ISSO-ACTIVE SECRET CLEARANCE REQUIRED
full-time • Remote • remote
ISSO-ACTIVE SECRET CLEARANCE REQUIRED
Primary Responsibilities:
- Serve as the lead security representative for system RMF lifecycle activities, including control selection, implementation, testing, and documentation.
- Develop, review, and maintain key RMF artifacts such as System Security Plans (SSPs), Security Assessment Reports (SARs), Contingency Plans (CPs), and POA&Ms.
- Ensure systems maintain a valid Authorization to Operate (ATO) through continuous monitoring, vulnerability assessments, and compliance reporting.
- Validate the implementation of security controls and document evidence in Enterprise Mission Assurance Support Service (eMASS).
- Collaborate with cybersecurity engineers, auditors, and control assessors to prepare for internal and external security audits and inspections.
- Analyze and respond to scan results, SIEM alerts, audit logs, change management actions, and potential cybersecurity incidents.
- Support the integration of security into DevSecOps pipelines, ensuring secure configuration management, patching, and container security practices.
- Provide security engineering guidance to development and infrastructure teams in areas such as encryption, access controls, secure protocols, and authentication methods.
- Lead the execution of cybersecurity training, awareness initiatives, and policy compliance briefings for staff and stakeholders.
- Identify, assess, and mitigate risks associated with system design, implementation, and operational posture.
- Provide oversight for managing privacy-related data, insider threat indicators, and incident handling workflows in accordance with federal mandates.
- All other duties as assigned by management.
Education/Experience Requirements:
- Bachelor’s or Associate's degree in Computer Science, Math, Information Technology, Engineering, or related field.
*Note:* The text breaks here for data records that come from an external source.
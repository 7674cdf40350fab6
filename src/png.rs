use std::{
	convert::TryFrom,
	fs::File,
	io,
	path::Path,
};

use crate::{grid::Grid, palette::PALETTE};

/// Writes palette indices as an RGBA PNG, grid row 0 at the top.
pub fn write(path: &Path, pixels: &Grid<u8>) -> io::Result<()> {
	let too_large = || io::Error::new(io::ErrorKind::InvalidInput, "image too large for PNG");
	let width = u32::try_from(pixels.width()).map_err(|_| too_large())?;
	let height = u32::try_from(pixels.height()).map_err(|_| too_large())?;
	let rgba = to_rgba(pixels)?;
	repng::encode(File::create(path)?, width, height, &rgba)
}

fn to_rgba(pixels: &Grid<u8>) -> io::Result<Vec<u8>> {
	let mut rgba = vec![0; pixels.cells().len() * 4];
	for (p, &el) in rgba.chunks_exact_mut(4).zip(pixels.cells()) {
		let [r, g, b] = *PALETTE.get(el as usize).ok_or_else(|| {
			io::Error::new(io::ErrorKind::InvalidInput, format!("palette index {} out of range", el))
		})?;
		p.copy_from_slice(&[r, g, b, 255]);
	}
	Ok(rgba)
}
Five (5) years of directly relevant experience may substitute for two (2) years of formal education.
- Minimum of six (6) years experience in information security/information assurance.
- Minimum of five (5) years of experience in the risk management framework.
- Hands-on experience with Active Directory, Windows/UNIX systems, and relational databases in secure environments.
- Previous support of federal government enterprise systems or DHS/DOD programs is strongly preferred.